Washburn Acoustic Guitars: WB400 Baby Jumbo

by Emmit Sycamore
(Nashville, TN)

The Washburn WB400 Baby Jumbo models (WB400SWCE with single cutaway and Band pickup, WB400SW, no cutaway, no pickup), are 25 1/2" scale acoustics, made with premium woods, with abalone inlays.

The bodies are shortened to about the length of a "parlor guitar", in a style Washburn calls "Baby Jumbo", but with a 14 fret neck joint, combined with the body width and depth of a jumbo / dreadnaught.

The "Baby Jumbo" style makes holding the instrument in "classical position" comfortable, which gives full access to the fingerboard for ease of playing complex fingerstyle guitar solo pieces.

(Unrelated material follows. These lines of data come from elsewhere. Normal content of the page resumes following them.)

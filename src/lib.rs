//! @ai:module:intent MPVRP-CC batch solving, validation and remote verification
//! @ai:module:layer application
//! @ai:module:public_api config, error, model, gateway, runner, metrics, report

pub mod config;
pub mod error;
pub mod gateway;
pub mod metrics;
pub mod model;
pub mod report;
pub mod runner;

pub use config::BatchConfig;
pub use error::{ModelError, StageError};
pub use gateway::{
    HttpVerificationGateway, MockVerificationGateway, VerificationGatewayTrait, VerificationOutcome,
};
pub use metrics::{BatchReport, BatchSummary, MetricsRecord};
pub use report::CsvReporter;
pub use runner::{BatchRunner, PipelineStage};
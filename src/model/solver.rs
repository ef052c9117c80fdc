//! @ai:module:intent Constructive solver for MPVRP-CC instances
//! @ai:module:layer domain
//! @ai:module:public_api Solver, GreedySolver
//! @ai:module:stateless true

use crate::error::ModelError;
use crate::model::instance::{Instance, Point};
use crate::model::solution::{Delivery, Solution, Trip, VehicleRoute};

/// Quantities below this are treated as zero.
pub(crate) const QUANTITY_EPSILON: f64 = 1e-9;

/// @ai:intent Trait for producing a candidate solution from an instance
pub trait Solver: Send + Sync {
    /// @ai:intent Solve `instance`, trading distance against changeover cost with `changeover_weight`
    fn solve(&self, instance: &Instance, changeover_weight: f64) -> Result<Solution, ModelError>;
}

/// @ai:intent Deterministic greedy construction: least-loaded vehicle, best-scored product, nearest stations
pub struct GreedySolver;

/// @ai:intent Mutable per-vehicle state during construction
struct VehicleState {
    position: Point,
    product: usize,
    travelled: f64,
    trips: Vec<Trip>,
}

impl GreedySolver {
    /// @ai:intent Create a new greedy solver
    /// @ai:effects pure
    pub fn new() -> Self {
        Self
    }

    /// @ai:intent Nearest depot to `from` that still stocks `product`
    /// @ai:effects pure
    fn nearest_depot(instance: &Instance, stock: &[Vec<f64>], from: &Point, product: usize) -> Option<(usize, f64)> {
        instance
            .depots
            .iter()
            .enumerate()
            .filter(|(d, _)| stock[*d][product] > QUANTITY_EPSILON)
            .map(|(d, depot)| (d, from.distance(&depot.location)))
            .min_by(|a, b| a.1.total_cmp(&b.1))
    }

    /// @ai:intent Nearest station to `from` with remaining demand of `product`
    /// @ai:effects pure
    fn nearest_station(instance: &Instance, remaining: &[Vec<f64>], from: &Point, product: usize) -> Option<usize> {
        instance
            .stations
            .iter()
            .enumerate()
            .filter(|(s, _)| remaining[*s][product] > QUANTITY_EPSILON)
            .map(|(s, station)| (s, from.distance(&station.location)))
            .min_by(|a, b| a.1.total_cmp(&b.1))
            .map(|(s, _)| s)
    }
}

impl Default for GreedySolver {
    fn default() -> Self {
        Self::new()
    }
}

impl Solver for GreedySolver {
    /// @ai:intent Build routes until every station demand is served
    /// @ai:pre 0 <= changeover_weight <= 1
    /// @ai:effects pure
    fn solve(&self, instance: &Instance, changeover_weight: f64) -> Result<Solution, ModelError> {
        if !(0.0..=1.0).contains(&changeover_weight) {
            return Err(ModelError::Solver(format!(
                "changeover weight must be within [0, 1], got {changeover_weight}"
            )));
        }

        let mut remaining: Vec<Vec<f64>> = instance.stations.iter().map(|s| s.demand.clone()).collect();
        let mut stock: Vec<Vec<f64>> = instance.depots.iter().map(|d| d.stock.clone()).collect();
        let mut demand_left: Vec<f64> = (0..instance.nb_products).map(|p| instance.total_demand(p)).collect();
        if demand_left.iter().any(|d| !d.is_finite()) {
            return Err(ModelError::Solver("station demands must be finite".to_string()));
        }

        let mut states: Vec<VehicleState> = instance
            .vehicles
            .iter()
            .map(|v| VehicleState {
                position: instance.garages[v.garage].location,
                product: v.initial_product,
                travelled: 0.0,
                trips: Vec::new(),
            })
            .collect();

        while demand_left.iter().any(|d| *d > QUANTITY_EPSILON) {
            let vehicle = instance
                .vehicles
                .iter()
                .enumerate()
                .filter(|(_, v)| v.capacity > QUANTITY_EPSILON)
                .min_by(|a, b| states[a.0].travelled.total_cmp(&states[b.0].travelled))
                .map(|(i, _)| i)
                .ok_or_else(|| ModelError::Solver("no vehicle has a positive capacity".to_string()))?;

            let state = &states[vehicle];

            let choice = (0..instance.nb_products)
                .filter(|p| demand_left[*p] > QUANTITY_EPSILON)
                .filter_map(|p| {
                    Self::nearest_depot(instance, &stock, &state.position, p).map(|(depot, distance)| {
                        let score = (1.0 - changeover_weight) * distance
                            + changeover_weight * instance.transition_cost(state.product, p);
                        (p, depot, score)
                    })
                })
                .min_by(|a, b| a.2.total_cmp(&b.2));

            let (product, depot, _) = choice.ok_or_else(|| {
                let missing = (0..instance.nb_products)
                    .filter(|p| demand_left[*p] > QUANTITY_EPSILON)
                    .map(|p| (p + 1).to_string())
                    .collect::<Vec<_>>()
                    .join(", ");
                ModelError::Solver(format!("depots are out of stock for product(s) {missing}"))
            })?;

            let load = instance.vehicles[vehicle]
                .capacity
                .min(demand_left[product])
                .min(stock[depot][product]);
            stock[depot][product] -= load;
            demand_left[product] -= load;

            let state = &mut states[vehicle];
            let depot_location = instance.depots[depot].location;
            state.travelled += state.position.distance(&depot_location);
            state.position = depot_location;

            let mut left = load;
            let mut deliveries = Vec::new();

            while left > QUANTITY_EPSILON {
                let Some(station) = Self::nearest_station(instance, &remaining, &state.position, product) else {
                    break;
                };
                let quantity = left.min(remaining[station][product]);
                remaining[station][product] -= quantity;
                left -= quantity;

                let location = instance.stations[station].location;
                state.travelled += state.position.distance(&location);
                state.position = location;
                deliveries.push(Delivery { station, quantity });
            }

            state.product = product;
            state.trips.push(Trip {
                product,
                depot,
                load,
                deliveries,
            });
        }

        let routes = states
            .into_iter()
            .enumerate()
            .map(|(vehicle, state)| VehicleRoute::new(instance, vehicle, state.trips))
            .collect();

        Ok(Solution {
            instance_name: instance.name.clone(),
            routes,
        })
    }
}
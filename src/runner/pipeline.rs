//! @ai:module:intent Per-instance parse, solve, validate, export and verify sequence
//! @ai:module:layer application
//! @ai:module:public_api PipelineStage, Collaborators, PipelineOutput, RemoteVerification
//! @ai:module:stateless true

use crate::error::StageError;
use crate::gateway::{VerificationGatewayTrait, VerificationOutcome, VerificationStatus};
use crate::metrics::MetricsRecord;
use crate::model::{
    DatParser, DatSolutionWriter, FeasibilityValidator, GreedySolver, InstanceDescriptor, InstanceParser, Solution,
    SolutionValidator, SolutionWriter, Solver,
};
use std::path::{Path, PathBuf};
use std::time::{Duration, Instant};

/// @ai:intent External collaborators driven by the pipeline
pub struct Collaborators {
    pub parser: Box<dyn InstanceParser>,
    pub solver: Box<dyn Solver>,
    pub validator: Box<dyn SolutionValidator>,
    pub writer: Box<dyn SolutionWriter>,
}

impl Default for Collaborators {
    fn default() -> Self {
        Self {
            parser: Box::new(DatParser::new()),
            solver: Box::new(GreedySolver::new()),
            validator: Box::new(FeasibilityValidator::new()),
            writer: Box::new(DatSolutionWriter::new()),
        }
    }
}

/// @ai:intent Gateway and timeout to use when remote verification is enabled
pub struct RemoteVerification<'a, G: VerificationGatewayTrait> {
    pub gateway: &'a G,
    pub timeout: Duration,
}

/// @ai:intent Everything produced by a successful pipeline run
#[derive(Debug, Clone)]
pub struct PipelineOutput {
    pub descriptor: InstanceDescriptor,
    pub solution: Solution,
    pub solution_path: PathBuf,
    pub solve_time: Duration,
    pub record: MetricsRecord,
    /// None when verification was not attempted.
    pub verification: Option<VerificationOutcome>,
}

/// @ai:intent Runs the five stages for one instance; each stage requires the previous one
pub struct PipelineStage {
    collaborators: Collaborators,
    max_remote_errors: usize,
}

impl PipelineStage {
    /// @ai:intent Create a pipeline stage
    /// @ai:effects pure
    pub fn new(collaborators: Collaborators, max_remote_errors: usize) -> Self {
        Self {
            collaborators,
            max_remote_errors,
        }
    }

    /// @ai:intent Process one instance file
    /// @ai:post Ok only when the solution is locally valid and exported; remote infeasibility keeps Ok
    /// @ai:effects fs:read, fs:write, network
    pub async fn run<G: VerificationGatewayTrait>(
        &self,
        instance_path: &Path,
        solution_path: &Path,
        changeover_weight: f64,
        remote: Option<RemoteVerification<'_, G>>,
    ) -> Result<PipelineOutput, StageError> {
        let instance = self
            .collaborators
            .parser
            .parse(instance_path)
            .map_err(StageError::Parse)?;
        let descriptor = instance.descriptor();

        tracing::debug!(
            "Parsed {}: {} stations, {} products, {} vehicles",
            descriptor.name,
            descriptor.nb_stations,
            descriptor.nb_products,
            descriptor.nb_vehicles
        );

        let start = Instant::now();
        let solved = self.collaborators.solver.solve(&instance, changeover_weight);
        let solve_time = start.elapsed();
        let solution = solved.map_err(StageError::Solve)?;

        let validation = self.collaborators.validator.validate(&instance, &solution);
        if !validation.is_valid {
            return Err(StageError::Validation {
                errors: validation.errors,
            });
        }

        self.collaborators
            .writer
            .write(&instance, &solution, solve_time, solution_path)
            .map_err(StageError::Export)?;

        let mut record = MetricsRecord::new(&descriptor, &solution, solve_time, validation.is_valid);

        let verification = match remote {
            Some(remote) => {
                let outcome = remote
                    .gateway
                    .verify(instance_path, solution_path, remote.timeout)
                    .await;
                self.log_verification(&descriptor.name, &outcome);
                record = record.with_remote_verdict(outcome.feasible);
                Some(outcome)
            }
            None => None,
        };

        Ok(PipelineOutput {
            descriptor,
            solution,
            solution_path: solution_path.to_path_buf(),
            solve_time,
            record,
            verification,
        })
    }

    /// @ai:intent Report the remote verdict for one instance
    /// @ai:effects io
    fn log_verification(&self, instance: &str, outcome: &VerificationOutcome) {
        match outcome.status() {
            VerificationStatus::Feasible(_) => {
                tracing::info!("{}: remote verification passed", instance);
            }
            VerificationStatus::FeasibleWithoutMetrics => {
                tracing::warn!(
                    "{}: remote verification passed but metrics are unavailable",
                    instance
                );
            }
            VerificationStatus::Infeasible => {
                tracing::warn!(
                    "{}: remote verification failed ({} errors)",
                    instance,
                    outcome.errors.len()
                );
                for error in outcome.errors.iter().take(self.max_remote_errors) {
                    tracing::warn!("  - {}", error);
                }
            }
        }
    }
}

#[cfg(test)]
mod tests {
    use super::*;
    use crate::error::{ModelError, StageKind};
    use crate::gateway::MockVerificationGateway;
    use crate::model::instance::SAMPLE_INSTANCE;
    use crate::model::{Instance, ValidationOutcome};
    use tempfile::TempDir;

    struct FailingSolver;

    impl Solver for FailingSolver {
        fn solve(&self, _instance: &Instance, _weight: f64) -> Result<Solution, ModelError> {
            Err(ModelError::Solver("diverged".to_string()))
        }
    }

    struct RejectingValidator;

    impl SolutionValidator for RejectingValidator {
        fn validate(&self, _instance: &Instance, _solution: &Solution) -> ValidationOutcome {
            ValidationOutcome::from_errors(vec!["capacity exceeded".to_string()])
        }
    }

    fn setup() -> (TempDir, PathBuf, PathBuf) {
        let temp = TempDir::new().unwrap();
        let instance = temp.path().join("MPVRP_S_001.dat");
        std::fs::write(&instance, SAMPLE_INSTANCE).unwrap();
        let solution = temp.path().join("Sol_MPVRP_S_001.dat");
        (temp, instance, solution)
    }

    #[tokio::test]
    async fn test_successful_run_without_verification() {
        let (_temp, instance, solution) = setup();
        let stage = PipelineStage::new(Collaborators::default(), 2);

        let output = stage
            .run::<MockVerificationGateway>(&instance, &solution, 0.5, None)
            .await
            .unwrap();

        assert!(solution.exists());
        assert_eq!(output.record.instance, "MPVRP_S_001.dat");
        assert_eq!(output.record.stations, 3);
        assert!(output.record.valid_local);
        assert_eq!(output.record.valid_api, None);
        assert!(output.verification.is_none());
        assert!((output.record.total_cost - output.solution.total_cost()).abs() < 1e-9);
    }

    #[tokio::test]
    async fn test_remote_failure_keeps_local_success() {
        let (_temp, instance, solution) = setup();
        let stage = PipelineStage::new(Collaborators::default(), 2);
        let gateway = MockVerificationGateway::new(
            true,
            VerificationOutcome::failure("Station 2 demand not met"),
        );

        let output = stage
            .run(
                &instance,
                &solution,
                0.5,
                Some(RemoteVerification {
                    gateway: &gateway,
                    timeout: Duration::from_secs(1),
                }),
            )
            .await
            .unwrap();

        assert_eq!(output.record.valid_api, Some(false));
        assert!(output.record.valid_local);
        assert_eq!(gateway.verify_calls(), 1);
    }

    #[tokio::test]
    async fn test_parse_error_is_classified() {
        let temp = TempDir::new().unwrap();
        let instance = temp.path().join("broken.dat");
        std::fs::write(&instance, "not an instance").unwrap();
        let stage = PipelineStage::new(Collaborators::default(), 2);

        let err = stage
            .run::<MockVerificationGateway>(&instance, &temp.path().join("Sol_broken.dat"), 0.5, None)
            .await
            .unwrap_err();
        assert_eq!(err.kind(), StageKind::Parse);
    }

    #[tokio::test]
    async fn test_solver_error_is_classified() {
        let (_temp, instance, solution) = setup();
        let stage = PipelineStage::new(
            Collaborators {
                solver: Box::new(FailingSolver),
                ..Default::default()
            },
            2,
        );

        let err = stage
            .run::<MockVerificationGateway>(&instance, &solution, 0.5, None)
            .await
            .unwrap_err();
        assert_eq!(err.kind(), StageKind::Solve);
        assert!(!solution.exists());
    }

    #[tokio::test]
    async fn test_invalid_solution_is_not_exported() {
        let (_temp, instance, solution) = setup();
        let stage = PipelineStage::new(
            Collaborators {
                validator: Box::new(RejectingValidator),
                ..Default::default()
            },
            2,
        );

        let err = stage
            .run::<MockVerificationGateway>(&instance, &solution, 0.5, None)
            .await
            .unwrap_err();
        assert!(matches!(err, StageError::Validation { ref errors } if errors.len() == 1));
        assert!(!solution.exists());
    }

    #[tokio::test]
    async fn test_export_error_is_classified() {
        let (temp, instance, _) = setup();
        let stage = PipelineStage::new(Collaborators::default(), 2);
        let unwritable = temp.path().join("missing").join("Sol_MPVRP_S_001.dat");

        let err = stage
            .run::<MockVerificationGateway>(&instance, &unwritable, 0.5, None)
            .await
            .unwrap_err();
        assert_eq!(err.kind(), StageKind::Export);
    }
}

The 1 11/16" nut width is slightly wider than most six strings, but the neck is all Washburn, which are acclaimed as a having a "fast" neck, with a feel very much like an electric quitar.

The tops are solid cedar, back and sides are solid Indian Rosewood, and the fingerboard and bridge are ebony. The acoustic tone of the WB400 is warm and mellow, similar to an archtop, with just a touch of flat top twang.

The abalone fretboard inlays on the WB400SW are oval shaped "dots". On the WB400SWCE, the fretboard inlays are
in the form of a cloud motif, also in abalone. The rosewood overlayed headstock has the Washburn logo in abalone, plus gold Grover "butterbean" style open tuners, with 16:1 ratio. A simple abalone stripe adorns the oval soundhole and back joint, and ivoroid bindings wrap the body, fingerboard, and headstock.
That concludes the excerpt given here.